I was involved with PEN, in a modest and ancillary way, in protesting Saro-Wiwa's prosecution. More recently, the explosion of violence in Nigeria, centering on battles between the government and armed militia groups over the spoils of oil, have become critical to the world's post-9/11 competition for petroleum. I felt that "Eclipse" presented an opportunity to tell a dramatic story that has serious implications for the way that all of us live.

The tragedy of Saro-Wiwa is piercingly salient today. In the years since his death, the industrialized nations have become more desperate for oil to preserve their own power and wealth. Petro-autocrats like Vladimir Putin, Hugo Chavez, and the Saudis use oil as a shield. Rising gas prices are choking our economy. Human rights are trumped by self-interest. Central to my story is that the oil rich Niger Delta is ever more despoiled, and the protest movement of Saro-Wiwa has been replaced by predatory militia who steal oil and siphon it to the black market, while spreading violence throughout the region and maintaining corrupt but shadowy alliances with the government. And our addiction to oil wholly marginalizes any concern we have with the injustices Saro-Wiwa sacrificed his life to fight.

Finally, the courtroom drama that climaxes "Eclipse" is based on the show trial in which Saro-Wiwa was condemned – a Kafkaesque perversion of the forms of justice.

Q. While researching "Eclipse," you spent time in Nigeria. It's a nation of such extreme contrasts, from its plentiful natural resources to the violence, kidnappings and bloodshed. How is Luandia, the fictional nation you created in the novel, different from Nigeria?

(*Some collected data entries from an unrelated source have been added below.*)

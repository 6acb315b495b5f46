//! 3D transform support for layer geometry.
//!
//! `Transform3D` is a 4×4 homogeneous transform covering translation,
//! anisotropic scale, axis-angle rotation, concatenation and inversion, plus
//! projection down to the 2D affine form used by flat layers.
//!
//! The matrix is row-major with the row-vector convention: a point
//! `v = [x y z 1]` maps through `v' = v · M`, so translation lives in the
//! fourth row.
//!
//! Degenerate geometric inputs never fail; they fall back to defined values:
//! a zero-length rotation axis produces the identity, and inverting a
//! singular matrix returns the matrix unchanged.

use serde::{Deserialize, Serialize};

use crate::affine::Affine2D;

/// Below this magnitude a projected w component is treated as degenerate and
/// the perspective divide is skipped.
const PERSPECTIVE_EPSILON: f64 = 1e-12;

/// A 4×4 homogeneous transform.
///
/// Stored row-major:
/// ```text
/// | m11 m12 m13 m14 |
/// | m21 m22 m23 m24 |
/// | m31 m32 m33 m34 |
/// | tx  ty  tz  m44 |
/// ```
///
/// Plain value semantics: `Copy`, independently owned by each holder.
/// Equality is exact component-wise comparison over all 16 entries, with no
/// epsilon. Transforms built through different arithmetic paths may compare
/// unequal even when geometrically equivalent.
#[derive(Debug, Clone, Copy, PartialEq, Serialize, Deserialize)]
pub struct Transform3D {
    /// Matrix entries, `m[row][column]`.
    pub m: [[f64; 4]; 4],
}

impl Default for Transform3D {
    fn default() -> Self {
        Self::IDENTITY
    }
}

impl Transform3D {
    /// The identity transform.
    pub const IDENTITY: Self = Self {
        m: [
            [1.0, 0.0, 0.0, 0.0],
            [0.0, 1.0, 0.0, 0.0],
            [0.0, 0.0, 1.0, 0.0],
            [0.0, 0.0, 0.0, 1.0],
        ],
    };

    /// Create a translation by `(tx, ty, tz)`.
    pub fn translation(tx: f64, ty: f64, tz: f64) -> Self {
        Self {
            m: [
                [1.0, 0.0, 0.0, 0.0],
                [0.0, 1.0, 0.0, 0.0],
                [0.0, 0.0, 1.0, 0.0],
                [tx, ty, tz, 1.0],
            ],
        }
    }

    /// Create a scale by `(sx, sy, sz)`.
    pub fn scale(sx: f64, sy: f64, sz: f64) -> Self {
        Self {
            m: [
                [sx, 0.0, 0.0, 0.0],
                [0.0, sy, 0.0, 0.0],
                [0.0, 0.0, sz, 0.0],
                [0.0, 0.0, 0.0, 1.0],
            ],
        }
    }

    /// Create a rotation of `angle` radians about the axis `(x, y, z)`.
    ///
    /// The axis is normalized internally. A zero-length axis yields the
    /// identity transform.
    pub fn rotation(angle: f64, x: f64, y: f64, z: f64) -> Self {
        let len = (x * x + y * y + z * z).sqrt();
        if len == 0.0 {
            return Self::IDENTITY;
        }
        let (x, y, z) = (x / len, y / len, z / len);

        let cos = angle.cos();
        let sin = angle.sin();
        let t = 1.0 - cos;

        // Rodrigues rotation, transposed for the row-vector convention.
        Self {
            m: [
                [t * x * x + cos, t * x * y + sin * z, t * x * z - sin * y, 0.0],
                [t * x * y - sin * z, t * y * y + cos, t * y * z + sin * x, 0.0],
                [t * x * z + sin * y, t * y * z - sin * x, t * z * z + cos, 0.0],
                [0.0, 0.0, 0.0, 1.0],
            ],
        }
    }

    /// Check whether this is exactly the identity transform.
    pub fn is_identity(&self) -> bool {
        *self == Self::IDENTITY
    }

    /// Concatenate: the matrix product `self × other`.
    ///
    /// Under the row-vector convention the result applies `self` first, then
    /// `other`. `Transform3D::IDENTITY.concatenating(t)` equals `t` exactly.
    pub fn concatenating(self, other: Self) -> Self {
        let mut m = [[0.0f64; 4]; 4];
        for (i, row) in m.iter_mut().enumerate() {
            for (j, entry) in row.iter_mut().enumerate() {
                *entry = self.m[i][0] * other.m[0][j]
                    + self.m[i][1] * other.m[1][j]
                    + self.m[i][2] * other.m[2][j]
                    + self.m[i][3] * other.m[3][j];
            }
        }
        Self { m }
    }

    /// Concatenate in place: `self = self × other`.
    pub fn concatenate(&mut self, other: Self) {
        *self = self.concatenating(other);
    }

    /// Return `self` translated by `(tx, ty, tz)`.
    ///
    /// The translation applies before the receiver:
    /// `t.translated_by(..)` equals `translation(..) × t`.
    pub fn translated_by(self, tx: f64, ty: f64, tz: f64) -> Self {
        Self::translation(tx, ty, tz).concatenating(self)
    }

    /// Return `self` scaled by `(sx, sy, sz)`; the scale applies before the
    /// receiver.
    pub fn scaled_by(self, sx: f64, sy: f64, sz: f64) -> Self {
        Self::scale(sx, sy, sz).concatenating(self)
    }

    /// Return `self` rotated by `angle` radians about `(x, y, z)`; the
    /// rotation applies before the receiver.
    ///
    /// A zero-length axis leaves the transform unchanged.
    pub fn rotated_by(self, angle: f64, x: f64, y: f64, z: f64) -> Self {
        Self::rotation(angle, x, y, z).concatenating(self)
    }

    /// Translate in place by `(tx, ty, tz)`.
    pub fn translate_by(&mut self, tx: f64, ty: f64, tz: f64) {
        *self = self.translated_by(tx, ty, tz);
    }

    /// Scale in place by `(sx, sy, sz)`.
    pub fn scale_by(&mut self, sx: f64, sy: f64, sz: f64) {
        *self = self.scaled_by(sx, sy, sz);
    }

    /// Rotate in place by `angle` radians about `(x, y, z)`.
    pub fn rotate_by(&mut self, angle: f64, x: f64, y: f64, z: f64) {
        *self = self.rotated_by(angle, x, y, z);
    }

    /// Calculate the determinant.
    pub fn determinant(&self) -> f64 {
        let det3 = |a: f64, b: f64, c: f64, d: f64, e: f64, f: f64, g: f64, h: f64, i: f64| {
            a * (e * i - f * h) - b * (d * i - f * g) + c * (d * h - e * g)
        };
        let [r0, r1, r2, r3] = self.m;
        r0[0] * det3(r1[1], r1[2], r1[3], r2[1], r2[2], r2[3], r3[1], r3[2], r3[3])
            - r0[1] * det3(r1[0], r1[2], r1[3], r2[0], r2[2], r2[3], r3[0], r3[2], r3[3])
            + r0[2] * det3(r1[0], r1[1], r1[3], r2[0], r2[1], r2[3], r3[0], r3[1], r3[3])
            - r0[3] * det3(r1[0], r1[1], r1[2], r2[0], r2[1], r2[2], r3[0], r3[1], r3[2])
    }

    /// Return the inverse transform.
    ///
    /// If the matrix has no inverse, the original transform is returned
    /// unchanged.
    pub fn inverted(self) -> Self {
        // Gauss-Jordan elimination carrying the identity alongside. Pivots
        // stay on the diagonal unless the diagonal entry is zero, so the
        // inverses of pure translations and scales come out exact.
        let mut a = self.m;
        let mut inv = Self::IDENTITY.m;

        for col in 0..4 {
            if a[col][col] == 0.0 {
                let Some(pivot) = ((col + 1)..4).find(|&row| a[row][col] != 0.0) else {
                    return self;
                };
                a.swap(pivot, col);
                inv.swap(pivot, col);
            }
            let p = a[col][col];
            if !p.is_finite() {
                return self;
            }

            let inv_p = 1.0 / p;
            for j in 0..4 {
                a[col][j] *= inv_p;
                inv[col][j] *= inv_p;
            }

            for row in 0..4 {
                if row == col {
                    continue;
                }
                let factor = a[row][col];
                if factor == 0.0 {
                    continue;
                }
                for j in 0..4 {
                    a[row][j] -= factor * a[col][j];
                    inv[row][j] -= factor * inv[col][j];
                }
            }
        }

        Self { m: inv }
    }

    /// Invert in place. A singular matrix is left unchanged.
    pub fn invert(&mut self) {
        *self = self.inverted();
    }

    /// Apply the transform to a point, performing the perspective divide when
    /// the projected w component permits.
    pub fn apply_point(&self, x: f64, y: f64, z: f64) -> (f64, f64, f64) {
        let m = &self.m;
        let tx = x * m[0][0] + y * m[1][0] + z * m[2][0] + m[3][0];
        let ty = x * m[0][1] + y * m[1][1] + z * m[2][1] + m[3][1];
        let tz = x * m[0][2] + y * m[1][2] + z * m[2][2] + m[3][2];
        let tw = x * m[0][3] + y * m[1][3] + z * m[2][3] + m[3][3];
        if tw.abs() < PERSPECTIVE_EPSILON {
            (tx, ty, tz)
        } else {
            (tx / tw, ty / tw, tz / tw)
        }
    }

    /// Check whether the transform can be represented exactly as a 2D affine
    /// transform.
    ///
    /// True iff there are no perspective terms and the z row and column match
    /// the identity: no z mixing and no z translation. `translation(0, 0, 1)`
    /// is therefore not affine.
    pub fn is_affine(&self) -> bool {
        let m = &self.m;
        m[0][2] == 0.0
            && m[0][3] == 0.0
            && m[1][2] == 0.0
            && m[1][3] == 0.0
            && m[2][0] == 0.0
            && m[2][1] == 0.0
            && m[2][2] == 1.0
            && m[2][3] == 0.0
            && m[3][2] == 0.0
            && m[3][3] == 1.0
    }

    /// Project to the equivalent 2D affine transform by dropping the z terms.
    ///
    /// The result is only meaningful when [`is_affine`](Self::is_affine)
    /// holds; callers are expected to check first.
    pub fn affine_transform(&self) -> Affine2D {
        Affine2D {
            a: self.m[0][0],
            b: self.m[0][1],
            c: self.m[1][0],
            d: self.m[1][1],
            tx: self.m[3][0],
            ty: self.m[3][1],
        }
    }
}

static_assertions::assert_impl_all!(Transform3D: Copy, Send, Sync);

#[cfg(test)]
mod tests {
    use super::*;
    use std::f64::consts::PI;

    const X: f64 = 5.0;
    const Y: f64 = 10.0;
    const Z: f64 = 20.0;
    const ANGLE: f64 = PI / 3.0;

    fn translation() -> Transform3D {
        Transform3D::translation(X, Y, Z)
    }

    fn scale() -> Transform3D {
        Transform3D::scale(X, Y, Z)
    }

    fn rotation() -> Transform3D {
        Transform3D::rotation(ANGLE, X, Y, Z)
    }

    fn approx_eq(a: f64, b: f64) -> bool {
        (a - b).abs() < 1e-12
    }

    fn approx_eq_transform(a: Transform3D, b: Transform3D) -> bool {
        a.m.iter()
            .flatten()
            .zip(b.m.iter().flatten())
            .all(|(x, y)| (x - y).abs() < 1e-12)
    }

    #[test]
    fn identity_is_identity() {
        assert!(Transform3D::IDENTITY.is_identity());
        assert!(Transform3D::default().is_identity());
        assert!(!translation().is_identity());
        assert!(!scale().is_identity());
        assert!(!rotation().is_identity());
    }

    #[test]
    fn constructors_match_composed_identity() {
        assert_eq!(Transform3D::IDENTITY.translated_by(X, Y, Z), translation());
        assert_eq!(Transform3D::IDENTITY.scaled_by(X, Y, Z), scale());
        assert_eq!(Transform3D::IDENTITY.rotated_by(ANGLE, X, Y, Z), rotation());
    }

    #[test]
    fn concat_left_identity() {
        assert_eq!(Transform3D::IDENTITY.concatenating(translation()), translation());
        assert_eq!(Transform3D::IDENTITY.concatenating(scale()), scale());
        assert_eq!(Transform3D::IDENTITY.concatenating(rotation()), rotation());
    }

    #[test]
    fn mutating_variants_agree() {
        let mut t = Transform3D::IDENTITY;
        t.translate_by(X, Y, Z);
        assert_eq!(t, translation());

        let mut t = Transform3D::IDENTITY;
        t.scale_by(X, Y, Z);
        assert_eq!(t, scale());

        let mut t = Transform3D::IDENTITY;
        t.rotate_by(ANGLE, X, Y, Z);
        assert_eq!(t, rotation());

        let mut t = Transform3D::IDENTITY;
        t.concatenate(rotation());
        assert_eq!(t, rotation());

        let mut t = translation();
        t.invert();
        assert_eq!(t, translation().inverted());
    }

    #[test]
    fn invert_identity() {
        assert_eq!(Transform3D::IDENTITY.inverted(), Transform3D::IDENTITY);

        let mut t = Transform3D::IDENTITY;
        t.invert();
        assert_eq!(t, Transform3D::IDENTITY);
    }

    #[test]
    fn invert_translation() {
        assert_eq!(translation().inverted(), Transform3D::translation(-X, -Y, -Z));
    }

    #[test]
    fn invert_scale() {
        assert_eq!(
            scale().inverted(),
            Transform3D::scale(1.0 / X, 1.0 / Y, 1.0 / Z)
        );
    }

    #[test]
    fn invert_rotation_roundtrip() {
        let r = rotation();
        let roundtrip = r.concatenating(r.inverted());
        assert!(approx_eq_transform(roundtrip, Transform3D::IDENTITY));
    }

    #[test]
    fn invert_singular_returns_original() {
        let flat = Transform3D::scale(1.0, 1.0, 0.0);
        assert_eq!(flat.inverted(), flat);

        let mut t = flat;
        t.invert();
        assert_eq!(t, flat);
    }

    #[test]
    fn rotation_about_zero_axis_is_identity() {
        assert!(Transform3D::rotation(ANGLE, 0.0, 0.0, 0.0).is_identity());
        assert_eq!(translation().rotated_by(ANGLE, 0.0, 0.0, 0.0), translation());
    }

    #[test]
    fn rotation_is_not_identity() {
        assert!(!rotation().is_identity());
    }

    #[test]
    fn rotation_maps_points() {
        // Quarter turn about z takes +x to +y.
        let r = Transform3D::rotation(PI / 2.0, 0.0, 0.0, 1.0);
        let (x, y, z) = r.apply_point(1.0, 0.0, 0.0);
        assert!(approx_eq(x, 0.0));
        assert!(approx_eq(y, 1.0));
        assert!(approx_eq(z, 0.0));
    }

    #[test]
    fn composition_order() {
        // scaled_by applies the scale before the receiver's translation.
        let t = Transform3D::IDENTITY.translated_by(X, Y, Z).scaled_by(2.0, 2.0, 2.0);
        let (x, y, z) = t.apply_point(1.0, 1.0, 1.0);
        assert!(approx_eq(x, 2.0 + X));
        assert!(approx_eq(y, 2.0 + Y));
        assert!(approx_eq(z, 2.0 + Z));
    }

    #[test]
    fn determinant_of_elementary_transforms() {
        assert!(approx_eq(Transform3D::IDENTITY.determinant(), 1.0));
        assert!(approx_eq(translation().determinant(), 1.0));
        assert!(approx_eq(scale().determinant(), X * Y * Z));
        assert!(approx_eq(rotation().determinant(), 1.0));
        assert!(approx_eq(Transform3D::scale(1.0, 1.0, 0.0).determinant(), 0.0));
    }

    #[test]
    fn affine_check() {
        assert!(Transform3D::IDENTITY.is_affine());
        assert!(Transform3D::translation(X, Y, 0.0).is_affine());
        assert!(!Transform3D::translation(0.0, 0.0, 1.0).is_affine());
        assert!(!rotation().is_affine());
    }

    #[test]
    fn affine_projection() {
        assert_eq!(Transform3D::IDENTITY.affine_transform(), Affine2D::IDENTITY);
        // z translation is dropped by the projection.
        assert_eq!(
            Transform3D::translation(X, Y, 1.0).affine_transform(),
            Affine2D::translation(X, Y)
        );
        assert_eq!(
            Transform3D::translation(X, Y, 0.0).affine_transform(),
            Affine2D::translation(X, Y)
        );
    }
}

A. I invented Luandia rather than claim I was creating a comprehensive portrayal of Nigeria, a country of 150,000,000 people divided into 250 ethnic groups. It is a country of staggering complexity – even Americans who know a lot about Nigeria don't pretend to fully understand it. Thus I worried about doing a serious injustice to Nigeria and its people, even after doing a great deal of work. So I based Luandia on the central aspects of Nigeria without being a complete depiction of an actual place. But the essence of the novel is faithful to the realities of Lagos, its principal city; Abuja, its capital; the strife-torn Niger Delta, site of the nation's oil riches; and the violence, treachery and corruption spawned by oil.

My trip to Nigeria was essential. My research focused in Lagos, its dystopian major city, and its capital, Abuja. During that time I interviewed political and human rights leaders, government officials, businessmen, security personnel for oil companies, human rights lawyers, and others.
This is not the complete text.